The tortoise and the hare race: "The tortoise" will eventually win
The human clinical trial of Duchenne’s disease designed by Olsen has received commercial support. Editas will entrust him to cooperate with Duke University, but the exact date of the trial is not yet public. The most well-known CRISPR company has always been low-key. Although gene editing technology has great potential, it often takes more than a decade to prove its effectiveness. Companies often receive emails from desperate parents asking: "Can CRISPR cure my child?" In theory, the answer is yes, but in reality it can only give a disappointing answer: "I heard that your son is suffering. I am very sad about the illness. Unfortunately, we are still in the early clinical stage and human trials are not yet available."

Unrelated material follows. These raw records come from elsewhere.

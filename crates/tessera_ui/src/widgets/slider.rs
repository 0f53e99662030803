//! Value slider.

use crate::clip::Painter;
use crate::focus::{DragEvent, DragHandler};
use crate::geometry::{Axis, Rect, Vec2};
use crate::input::MouseButton;
use crate::pointer::PointerHandler;
use crate::style::Style;
use crate::widget::{DrawCtx, NodeId, UiTree, Widget};

/// Called with the new value whenever it changes.
pub type ChangeCallback = Box<dyn FnMut(&mut UiTree, f32)>;

/// A track with a handle whose position encodes a value in `0.0..=1.0`.
///
/// Clicking jumps to the pointer and claims drag focus; dragging follows
/// the pointer until the button is released.
pub struct Slider {
    axis: Axis,
    value: f32,
    on_change: Option<ChangeCallback>,
}

impl Slider {
    /// Creates a slider at zero.
    #[must_use]
    pub fn new(axis: Axis) -> Self {
        Self { axis, value: 0.0, on_change: None }
    }

    /// Sets the initial value.
    #[must_use]
    pub fn with_value(mut self, value: f32) -> Self {
        self.value = value.clamp(0.0, 1.0);
        self
    }

    /// Sets the change callback.
    #[must_use]
    pub fn with_on_change(mut self, on_change: impl FnMut(&mut UiTree, f32) + 'static) -> Self {
        self.on_change = Some(Box::new(on_change));
        self
    }

    /// Creates a detached slider node.
    pub fn build(self, tree: &mut UiTree, offset: Vec2, size: Vec2) -> NodeId {
        let track = tree.config().palette.primary;
        let id = tree.create_empty(offset, size);
        tree.push_style(id, Style::Background(track));
        tree.set_widget(id, self);
        id
    }

    /// Current value.
    #[must_use]
    pub const fn value(&self) -> f32 {
        self.value
    }

    /// Track axis.
    #[must_use]
    pub const fn axis(&self) -> Axis {
        self.axis
    }

    fn seek(&mut self, tree: &mut UiTree, me: NodeId, pointer: Vec2) {
        let Some(bounds) = tree.global_bounds(me) else {
            return;
        };
        let length = bounds.size().along(self.axis);
        if length <= 0.0 {
            return;
        }
        let along = (pointer - bounds.pos()).along(self.axis);
        self.value = (along / length).clamp(0.0, 1.0);
        if let Some(on_change) = self.on_change.as_mut() {
            on_change(tree, self.value);
        }
    }
}

impl Widget for Slider {
    fn draw(&self, ctx: &DrawCtx<'_>, painter: &mut Painter<'_>) {
        let config = ctx.tree.config();
        let length = ctx.bounds.size().along(self.axis);
        let handle = length * config.slider_handle_scale;
        let start = self.value * (length - handle);
        let pos = ctx.bounds.pos() + Vec2::ZERO.with_along(self.axis, start);
        let size = ctx.bounds.size().with_along(self.axis, handle);
        painter.fill_rect(Rect::from_pos_size(pos, size), config.palette.secondary);
    }

    fn as_pointer(&mut self) -> Option<&mut dyn PointerHandler> {
        Some(self)
    }

    fn as_draggable(&mut self) -> Option<&mut dyn DragHandler> {
        Some(self)
    }
}

impl PointerHandler for Slider {
    fn on_click(&mut self, tree: &mut UiTree, me: NodeId, position: Vec2, _button: MouseButton) -> bool {
        self.seek(tree, me, position);
        tree.focus_mut().claim_drag(me);
        true
    }
}

impl DragHandler for Slider {
    fn on_drag(&mut self, tree: &mut UiTree, me: NodeId, event: DragEvent) {
        self.seek(tree, me, event.origin + event.delta);
    }
}
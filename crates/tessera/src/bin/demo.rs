//! # Tessera demo
//!
//! Builds the settings scene and drives it headlessly with a scripted
//! session: focus the name field, type, submit, tick the check box, drag
//! the slider and finally close the window. Each frame is lowered to vertex
//! batches and summarised through `tracing`.
//!
//! Run with: `RUST_LOG=tessera_ui=debug cargo run --bin tessera_demo`

use tracing::{error, info};
use tracing_subscriber::{fmt, prelude::*, EnvFilter, Registry};

use tessera::batch::BatchRenderer;
use tessera::scene::build_demo_scene;
use tessera::widgets::{Button, Field, Window};
use tessera::{InputState, Key, MonospaceMetrics, MouseButton, NodeId, Ui, UiConfig, UiTree, Vec2, Widget};

/// Our crates log at info, everything else at warn.
const DEFAULT_FILTER: &str = "warn,tessera=info,tessera_ui=info,tessera_demo=info";

fn init_logging() {
    let mut filter = DEFAULT_FILTER.to_owned();
    if let Ok(env_filter) = std::env::var(EnvFilter::DEFAULT_ENV) {
        filter.push(',');
        filter.push_str(&env_filter);
    }
    let format = fmt::format().compact().with_line_number(true);
    let subscriber = Registry::default()
        .with(EnvFilter::new(filter))
        .with(fmt::layer().event_format(format));
    if let Err(err) = tracing::subscriber::set_global_default(subscriber) {
        eprintln!("unable to install log subscriber: {err}");
    }
}

struct Session {
    ui: Ui,
    input: InputState,
    renderer: BatchRenderer,
}

impl Session {
    fn frame(&mut self) {
        self.ui.run_frame(&mut self.input, &mut self.renderer);
        self.input.begin_frame();
    }

    fn frames(&mut self, count: usize) {
        for _ in 0..count {
            self.frame();
        }
    }

    fn press(&mut self, at: Vec2) {
        self.input.set_mouse_pos(at.x, at.y);
        self.input.mouse_button_down(MouseButton::Left);
        self.frame();
    }

    fn release(&mut self) {
        self.input.mouse_button_up(MouseButton::Left);
        self.frame();
    }

    fn tap_key(&mut self, key: Key) {
        self.input.key_down(key);
        self.frame();
        self.input.key_up(key);
        self.frame();
    }

    fn centre_of(&self, id: NodeId) -> Option<Vec2> {
        let bounds = self.ui.tree().global_bounds(id)?;
        Some(Vec2::new(bounds.x + bounds.width / 2.0, bounds.y + bounds.height / 2.0))
    }

    fn summarise(&self, stage: &str) {
        let texts: Vec<&str> = self.renderer.texts().iter().map(|run| run.text.as_str()).collect();
        info!(
            stage,
            frame = self.ui.frame(),
            nodes = self.ui.tree().len(),
            batches = self.renderer.batches().len(),
            vertices = self.renderer.vertices().len(),
            upload_bytes = self.renderer.vertex_bytes().len(),
            "{texts:?}"
        );
    }
}

fn find<T: Widget>(tree: &UiTree, from: NodeId) -> Option<NodeId> {
    if tree.widget::<T>(from).is_some() {
        return Some(from);
    }
    tree.children(from).iter().find_map(|&child| find::<T>(tree, child))
}

fn main() {
    init_logging();

    let mut ui = Ui::new(UiConfig::default(), Vec2::new(800.0, 600.0), MonospaceMetrics::default());
    let scene = match build_demo_scene(&mut ui) {
        Ok(scene) => scene,
        Err(err) => {
            error!("scene construction failed: {err}");
            return;
        }
    };
    let mut session = Session { ui, input: InputState::new(), renderer: BatchRenderer::new() };
    session.frame();
    session.summarise("built");

    let text_box = session.ui.tree().widget::<Field>(scene.field).map(Field::text_box);
    if let Some(at) = text_box.and_then(|id| session.centre_of(id)) {
        session.press(at);
        session.release();
        for c in "tessera".chars() {
            session.tap_key(Key::Char(c));
        }
        session.tap_key(Key::Enter);
        session.summarise("submitted");
    }

    if let Some(at) = session.centre_of(scene.check) {
        session.press(at);
        session.release();
    }

    if let Some(at) = session.centre_of(scene.slider) {
        session.press(at);
        session.input.set_mouse_pos(at.x + 60.0, at.y);
        session.frames(3);
        session.release();
        session.summarise("adjusted");
    }

    let close = session
        .ui
        .tree()
        .widget::<Window>(scene.window)
        .map(Window::title_bar)
        .and_then(|bar| find::<Button>(session.ui.tree(), bar));
    if let Some(at) = close.and_then(|id| session.centre_of(id)) {
        session.press(at);
        session.release();
    }
    session.summarise("closed");
}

In addition, a certain CRISPR therapy often cuts a specific type of gene mutation, so it may only cure a few people or even a certain person. For example, Doprey, his genetic mutation is unique, because he is not near exon-51, he cannot participate in the first batch of CRISPR clinical trials to be carried out by Olsen, and can only wait for the CRISPR therapy for his wrong exon gene. . Through contact with Olsen, Dopree still sees the hope of healing. "Although it is only a treatment for me alone, because it can be cured once, the cost may not be too expensive."
But will anyone design a drug trial for someone? Who pays for the trial? This blank area, which has not been encountered before, requires careful consideration and extensive discussion. Perhaps compared with lifelong medication, wheelchair life, inability to be independent, etc., a one-time CRISPR therapy is not expensive even if it costs millions of dollars.
Just like Gene Therapy 1.0 has not been widely used after 30 years of development, if CRISPR therapy is regarded as the tortoise in the tortoise and the hare race, rather than the rabbit, although the process will be slow, it will eventually reach the end. The doctor had expected Doprey to not live past 19 years old, but he was already 24 years old, and maybe he will be alive in 10 years. "By then, he will be able to receive treatment." Doprey's mother's eyes were full of expectation.